I guess if you say it often enough people will begin to believe it. Why else would Simon Robbins, Senior Responsible Officer for A Picture of Health have blurted the above out at the JCPCT meeting on 3rd March? Unfortunately for Mr. Senior Responsible Officer, the people of Bexley and Bromley Boroughs and elsewhere have already seen through the mutterings of the unelected bureaucrats that are attempting to force through this APoH consultation document that many don't even understand.
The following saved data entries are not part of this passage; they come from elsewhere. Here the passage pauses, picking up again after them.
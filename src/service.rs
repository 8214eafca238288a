//! Async driver around the tracker
//!
//! Polls the feed, runs each snapshot through the tracker and dispatches the
//! metadata lookups the tracker asks for. Lookups run in a `JoinSet` and
//! send their results back over a channel; a removed aircraft's task is
//! aborted, and anything that still arrives late is rejected by its ticket.
use anyhow::Result;
use metrics::{counter, histogram};
use std::collections::HashMap;
use std::sync::Arc;
use std::time::{Duration, Instant};
use tokio::sync::{Mutex, mpsc};
use tokio::task::{AbortHandle, Id, JoinError, JoinSet};
use tokio::time::MissedTickBehavior;
use tokio_util::sync::CancellationToken;
use tracing::{debug, info, trace, warn};

use crate::feed_client::FeedSource;
use crate::metadata::{AircraftMetadata, MetadataLookup};
use crate::tracker::{AircraftTracker, LookupOutcome, LookupTicket, TickReport};

/// Tracker shared between the driver and the web handlers
pub type SharedTracker = Arc<Mutex<AircraftTracker>>;

type LookupResult = (LookupTicket, Option<AircraftMetadata>);

pub struct TrackerService {
    tracker: SharedTracker,
    feed: Box<dyn FeedSource>,
    metadata: Arc<dyn MetadataLookup>,
    interval: Duration,
    lookups: HashMap<LookupTicket, AbortHandle>,
    tasks: JoinSet<()>,
    results_tx: mpsc::UnboundedSender<LookupResult>,
    results_rx: mpsc::UnboundedReceiver<LookupResult>,
}

impl TrackerService {
    pub fn new(
        tracker: SharedTracker,
        feed: Box<dyn FeedSource>,
        metadata: Arc<dyn MetadataLookup>,
        interval: Duration,
    ) -> Self {
        let (results_tx, results_rx) = mpsc::unbounded_channel();
        Self {
            tracker,
            feed,
            metadata,
            interval,
            lookups: HashMap::new(),
            tasks: JoinSet::new(),
            results_tx,
            results_rx,
        }
    }

    pub fn tracker(&self) -> SharedTracker {
        Arc::clone(&self.tracker)
    }

    /// Number of lookups still in flight
    pub fn pending_lookups(&self) -> usize {
        self.lookups.len()
    }

    /// Poll until cancelled, or until a finite feed runs out
    pub async fn run(mut self, cancel: CancellationToken) -> Result<()> {
        // replays run unpaced; interval() rejects a zero period
        let mut ticker = (self.feed.is_live() && !self.interval.is_zero()).then(|| {
            let mut ticker = tokio::time::interval(self.interval);
            ticker.set_missed_tick_behavior(MissedTickBehavior::Delay);
            ticker
        });

        info!(
            live = ticker.is_some(),
            interval_ms = self.interval.as_millis() as u64,
            "Tracker service started"
        );

        loop {
            if let Some(ticker) = ticker.as_mut() {
                tokio::select! {
                    _ = cancel.cancelled() => break,
                    _ = ticker.tick() => {}
                }
            } else if cancel.is_cancelled() {
                break;
            }

            self.apply_finished_lookups().await;

            match self.step(false).await {
                Ok(Some(_)) => {}
                Ok(None) => {
                    info!("Feed ended");
                    self.settle_lookups().await;
                    break;
                }
                Err(e) => {
                    warn!("Failed to poll feed: {:#}", e);
                    counter!("skytrail_feed_errors_total").increment(1);
                }
            }
        }

        self.abort_lookups();
        info!("Tracker service stopped");
        Ok(())
    }

    /// Fetch one snapshot and run it through the tracker
    ///
    /// Returns `Ok(None)` when the feed has no more snapshots.
    pub async fn step(&mut self, init: bool) -> Result<Option<TickReport>> {
        let Some(snapshot) = self.feed.next_snapshot().await? else {
            return Ok(None);
        };

        let (report, requests) = {
            let mut tracker = self.tracker.lock().await;
            let start = Instant::now();
            let report = tracker.process_snapshot(&snapshot, init);
            histogram!("skytrail_snapshot_duration_seconds").record(start.elapsed().as_secs_f64());
            (report, tracker.take_lookup_requests())
        };

        for ticket in &report.removed {
            if let Some(handle) = self.lookups.remove(ticket) {
                handle.abort();
                debug!(icao = %ticket.icao, "Aborted metadata lookup of removed aircraft");
            }
        }
        for ticket in requests {
            self.spawn_lookup(ticket);
        }

        trace!(
            now = snapshot.now,
            aircraft = snapshot.aircraft.len(),
            created = report.created,
            moved = report.moved,
            hidden = report.hidden,
            removed = report.removed.len(),
            "Processed snapshot"
        );
        Ok(Some(report))
    }

    fn spawn_lookup(&mut self, ticket: LookupTicket) {
        let metadata = Arc::clone(&self.metadata);
        let tx = self.results_tx.clone();
        let key = ticket.clone();

        let handle = self.tasks.spawn(async move {
            let result = match metadata.lookup(&ticket.icao).await {
                Ok(result) => result,
                Err(e) => {
                    debug!(icao = %ticket.icao, "Metadata lookup failed: {:#}", e);
                    None
                }
            };
            // the receiver only goes away on shutdown
            let _ = tx.send((ticket, result));
        });

        counter!("skytrail_metadata_lookups_total").increment(1);
        self.lookups.insert(key, handle);
    }

    /// Apply every lookup result that has arrived, without waiting
    pub async fn apply_finished_lookups(&mut self) -> usize {
        while let Some(joined) = self.tasks.try_join_next_with_id() {
            self.reap_lookup(joined);
        }

        let mut applied = 0;
        while let Ok((ticket, metadata)) = self.results_rx.try_recv() {
            self.apply_lookup(ticket, metadata).await;
            applied += 1;
        }
        applied
    }

    /// Wait for every outstanding lookup to finish and apply it
    ///
    /// A lookup task that panicked or was aborted counts as finished.
    pub async fn settle_lookups(&mut self) {
        while let Some(joined) = self.tasks.join_next_with_id().await {
            self.reap_lookup(joined);
        }
        self.apply_finished_lookups().await;
    }

    /// Forget a lookup task that ended without sending a result
    fn reap_lookup(&mut self, joined: Result<(Id, ()), JoinError>) {
        let Err(e) = joined else {
            return;
        };
        if e.is_panic() {
            warn!("Metadata lookup task panicked: {}", e);
            counter!("skytrail_metadata_lookup_panics_total").increment(1);
        }
        let id = e.id();
        self.lookups.retain(|_, handle| handle.id() != id);
    }

    async fn apply_lookup(&mut self, ticket: LookupTicket, metadata: Option<AircraftMetadata>) {
        self.lookups.remove(&ticket);
        let Some(metadata) = metadata else {
            return;
        };

        let outcome = self.tracker.lock().await.complete_lookup(&ticket, &metadata);
        match outcome {
            LookupOutcome::Applied => {}
            LookupOutcome::AppliedSelected => {
                info!(icao = %ticket.icao, "Metadata arrived for selected aircraft");
            }
            LookupOutcome::Stale => {
                debug!(icao = %ticket.icao, token = ticket.token, "Discarding stale metadata");
                counter!("skytrail_metadata_stale_total").increment(1);
            }
        }
    }

    fn abort_lookups(&mut self) {
        self.tasks.abort_all();
        self.lookups.clear();
    }
}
The focus has been on the loss of A & E but let's for a moment look at children's services. The Healthcare Commission has given Queen Mary's a "good" for services for children, whilst PRU (Farnborough) and Woolwich both only get a "fair". Yet which hospital is going to lose its children's services - inpatients, assessment and treatment, in all 3 options? Answer: Queen Mary's.

"Clinical perspective" indeed. It would be funny if these people weren't actually deciding our children's future health care provision.

Monday 3 March 2008

KEEP OUR N H S PUBLIC

Across England NHS patients and local communities have been linking up with nurses, doctors and other health care workers to meet, march, protest and lobby as they fight to stop further closures and cuts in local NHS services. Beds, wards and even whole hospitals are closing down.

Thousands of health workers' jobs are being axed.But alongside the cuts, an unprecedented process of privatisation is under way: vital services and precious NHS resources are being handed over to the private sector, including companies run for profit for shareholders here and overseas. Now is the time to fight back to Keep Our NHS Public!The campaign was launched in September 2005 and has won the backing of hundreds of senior doctors, academics, health workers and trade union leaders, celebrities, MPs and local campaigners for its launch statement. Now we are inviting all those who support our appeal to JOIN Keep Our NHS Public, and to work with us to build local broad-based campaigns that can stop and roll back the juggernaut of a government policy that is wrecking our NHS.We campaign for our aims and principles.

Chief amongst these:
To inform the public and the media what is happening as a result of the Government's "reform" programme.
To build a broadly based non-party political campaign to prevent further fragmentation and privatisation of the NHS.
To keep our NHS Public. This means funded from taxation, free at the point of use, and provided as a public service by people employed in the NHS and accountable to the public and Parliament. To call for a public debate about the future of the NHS and to halt the further use of the private sector until such a debate is had.